Ânsia de viver (Crônicas de uma epidemia # 42)

 


Marcus Vinicius Batista

Ela acordou dolorida. Dormiu pouco, cinco horas no máximo. Mas não se sentia doída pela noite de corpo inquieto regada à trilha sonora de filme de amor. As pernas até estavam bem, diante dos últimos dias de musculatura inflexível e caminhadas restritas.

Ela se sentou na cama de modo doloroso. Não pretendia se levantar, mas seu futuro próximo exigia uma agenda de compromissos junto com as crianças que riam pela manhã de muito a fazer. O peito estava em montanha russa, diante das últimas horas em que a musculatura cardíaca ameaçou parar e o choro teimou em represar.

Ela se levantou, ouviu o burburinho infantil, imaginou quem a clamava pelo celular. Era ele. Ele havia morrido há pouco tempo. Ela o ressuscitara a cada letra de música, a cada palavra de afeto, a cada vírgula bem ou mal tocada, uma narrativa que se paralisara pela recusa de um ponto final. Os dias do mês foram mágicos; o anteontem, espiritual; o ontem, aterrorizante.

Não havia jeito de respingar uma lágrima. Não haveria escoadouro para a mágoa das horas anteriores. Se ainda fosse uma febre...Se ainda pudesse vomitar e despejar tudo privada abaixo. A dor estava ali de pé, olhando de volta, o que a alimentava de aflição porque jurava ter se acostumado àquela sensação de impotência com o passado.

Presa no topo da montanha, só existia um caminho viável para ela. Falar e tentar, resistir ao frio emocional com muito otimismo, reescrever o presente da manhã. Não desistiria das escolhas da última semana.

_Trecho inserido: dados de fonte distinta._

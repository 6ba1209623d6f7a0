//! Registration form: validation, submission and the verification follow-up.

use std::sync::Arc;
use tokio::sync::watch;
use tokio::task::JoinHandle;
use tracing::{debug, error, info, warn};
use validator::ValidationErrors;

use crate::domain::entities::{RegistrationRequest, RegistrationState};
use crate::domain::errors::{IdentityError, RegistrationError};
use crate::domain::ports::{IdentityProvider, Notifier, RegistrationBackend};
use crate::utils::validation::{is_valid_username, validate_passwords_match};

/// Shown when the username contains characters outside `[a-zA-Z0-9_]`.
pub const INVALID_USERNAME_MESSAGE: &str = "Invalid Username. No special characters";

/// Result of a single [`RegistrationForm::submit`] call.
#[derive(Debug)]
pub enum SubmitOutcome {
    /// Account created; sign-in and the verification email run in `VerificationTask`.
    Registered(VerificationTask),
    /// Username failed the character check; the backend was not contacted.
    InvalidUsername,
    /// Backend rejected the account or could not be reached.
    Failed(RegistrationError),
    /// Another submission of this form is still pending.
    AlreadyInFlight,
}

impl SubmitOutcome {
    pub fn is_registered(&self) -> bool {
        matches!(self, Self::Registered(_))
    }
}

/// Handle to the sign-in + verification email follow-up of a registration.
///
/// Dropping the handle detaches the task; it keeps running.
#[derive(Debug)]
pub struct VerificationTask(JoinHandle<Result<(), IdentityError>>);

impl VerificationTask {
    /// Waits for the follow-up to finish.
    ///
    /// # Errors
    ///
    /// Returns the identity provider error from sign-in or from the
    /// verification request, or [`IdentityError::Upstream`] if the task
    /// panicked.
    pub async fn wait(self) -> Result<(), IdentityError> {
        self.0.await.unwrap_or_else(|e| {
            Err(IdentityError::Upstream(format!(
                "verification task aborted: {e}"
            )))
        })
    }
}

/// One registration form instance.
///
/// Owns its lifecycle state ([`RegistrationState`]) and talks to the backend,
/// the identity provider and the notifier through their ports. The state is
/// published on a `watch` channel so views can follow the loading flag.
pub struct RegistrationForm<B, I, N>
where
    B: RegistrationBackend + ?Sized,
    I: IdentityProvider + ?Sized,
    N: Notifier + ?Sized,
{
    backend: Arc<B>,
    identity: Arc<I>,
    notifier: Arc<N>,
    state: watch::Sender<RegistrationState>,
}

impl<B, I, N> RegistrationForm<B, I, N>
where
    B: RegistrationBackend + ?Sized,
    I: IdentityProvider + ?Sized + 'static,
    N: Notifier + ?Sized,
{
    pub fn new(backend: Arc<B>, identity: Arc<I>, notifier: Arc<N>) -> Self {
        let (state, _) = watch::channel(RegistrationState::Idle);
        Self {
            backend,
            identity,
            notifier,
            state,
        }
    }

    pub fn notifier(&self) -> &N {
        &self.notifier
    }

    pub fn state(&self) -> RegistrationState {
        *self.state.borrow()
    }

    pub fn subscribe(&self) -> watch::Receiver<RegistrationState> {
        self.state.subscribe()
    }

    pub fn is_loading(&self) -> bool {
        self.state() == RegistrationState::Loading
    }

    pub fn is_registered(&self) -> bool {
        self.state() == RegistrationState::Registered
    }

    /// Cross-field password check, see [`validate_passwords_match`].
    ///
    /// # Errors
    ///
    /// Returns `passwordMismatch` on the form and `notMatched` on the
    /// password field when both values are non-empty and differ.
    pub fn validate_passwords_match(
        &self,
        password: &str,
        confirm_password: &str,
    ) -> Result<(), ValidationErrors> {
        validate_passwords_match(password, confirm_password)
    }

    /// Submits the form.
    ///
    /// # Flow
    ///
    /// 1. Enter the loading state, or return [`SubmitOutcome::AlreadyInFlight`]
    /// 2. Reject usernames outside `[a-zA-Z0-9_]` without calling the backend
    /// 3. Register `(email, lower-cased username, password)`
    /// 4. On success, mark the form registered and spawn sign-in followed by
    ///    the verification email request
    /// 5. On failure, show the classified message; unclassified errors are
    ///    only logged
    ///
    /// The loading state is left on every path, including early returns.
    pub async fn submit(&self, request: &RegistrationRequest) -> SubmitOutcome {
        let Some(_loading) = LoadingGuard::enter(&self.state) else {
            debug!("Registration already in flight, ignoring submit");
            return SubmitOutcome::AlreadyInFlight;
        };

        let username = request.normalized_username();
        if !is_valid_username(&username) {
            self.notifier.show_error(INVALID_USERNAME_MESSAGE);
            return SubmitOutcome::InvalidUsername;
        }

        match self
            .backend
            .register(&request.email, &username, &request.password)
            .await
        {
            Ok(()) => {
                self.state.send_replace(RegistrationState::Registered);
                info!(username = %username, "Registration accepted");

                let task = self.spawn_verification(request.email.clone(), request.password.clone());
                SubmitOutcome::Registered(task)
            }
            Err(err) => {
                match err.user_message() {
                    Some(message) => self.notifier.show_error(message),
                    None => error!(error = %err, username = %username, "Registration failed"),
                }
                SubmitOutcome::Failed(err)
            }
        }
    }

    /// Signs in and, once the session exists, requests the verification email.
    fn spawn_verification(&self, email: String, password: String) -> VerificationTask {
        let identity = Arc::clone(&self.identity);

        VerificationTask(tokio::spawn(async move {
            let result = async {
                let session = identity.sign_in(&email, &password).await?;
                identity.send_verification_email(&session).await
            }
            .await;

            match &result {
                Ok(()) => info!(email = %email, "Verification email requested"),
                Err(e) => warn!(email = %email, error = %e, "Verification email not sent"),
            }

            result
        }))
    }
}

/// Holds a form in [`RegistrationState::Loading`] until dropped.
///
/// On drop the state returns to what it was before entering, unless the
/// submission moved it on (to `Registered`).
struct LoadingGuard<'a> {
    state: &'a watch::Sender<RegistrationState>,
    previous: RegistrationState,
}

impl<'a> LoadingGuard<'a> {
    fn enter(state: &'a watch::Sender<RegistrationState>) -> Option<Self> {
        let mut previous = RegistrationState::Idle;
        let entered = state.send_if_modified(|current| {
            if *current == RegistrationState::Loading {
                return false;
            }
            previous = *current;
            *current = RegistrationState::Loading;
            true
        });

        entered.then(|| Self { state, previous })
    }
}

impl Drop for LoadingGuard<'_> {
    fn drop(&mut self) {
        let previous = self.previous;
        self.state.send_if_modified(|current| {
            if *current != RegistrationState::Loading {
                return false;
            }
            *current = previous;
            true
        });
    }
}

Como sobreviver às alternativas da semana passada se mal conseguia entender como seria o próximo domingo? Em qual endereço se fixar? Com quem conviver? Sempre independente, a vida desta vez deu a ela uma carta inativa, que só poderia ser aberta com a anuência alheia. Uma nova fase de perguntas e respostas. As perguntas seriam feitas por desconhecidos diplomatas ou, no melhor cenário, por gente que mudou de comportamento. As respostas deveriam ser adequadas, e não as que realmente acreditava.

Olhou para os braços e notou que os hematomas emocionais ganhavam cor outra vez. Não seria como 2018, prometera a si mesma. Aquele amor enciumado desistira e desejava assombrar no capítulo errado. Se tivessem que ficar no corpo, que os hematomas ficassem em tempo provisório, que sumissem com o desfecho do dia, que desintegrassem com a palavra de amor da novidade. Era hematomas de outra natureza, certeza.

Ela tinha a sensação de ressaca, sem ter ingerido uma gota. Era a represa de água salgada em mim, pensou. Duvidava se conseguiria colocar para fora. O histórico indicava o oposto. Apontava o hábito de remoer por tempos além do necessário. Mas tinha uma esperança. O outro!

O outro poderia vir para ajudá-la. Vir sem sair de onde está. Vir pelo que os aproximou. Chegar pelas letras, correr pelas palavras, firmar as vírgulas como cajados na peregrinação até ela. Ah, o outro vai ralar para chegar. Assim, não haveria ponto final. No máximo, a união entre a vírgula e o ponto, naquele intervalo maior sim, mas que garantiria a continuidade do que sentia no mesmo dia, sem deixar para amanhã de manhã, quando teria que levantar outra vez.

Ela sabia que os pés de baile ficariam em ponto de dança, doloridos ou dolorosos. Alongaria a coluna com prazer, com os estalos de liberdade vertebral. O corpo entregaria a mensagem: ela era ânsia de viver!

Comentários

Anônimo disse…
Como não ansiar pela vida, quando ela traz no horizonte um farol de luz tão forte que até a noite desiste de escurecer?
Hta Bi disse…
Texto lindo e ainda tem uma bailarina na ilustração. Perfeito que chama?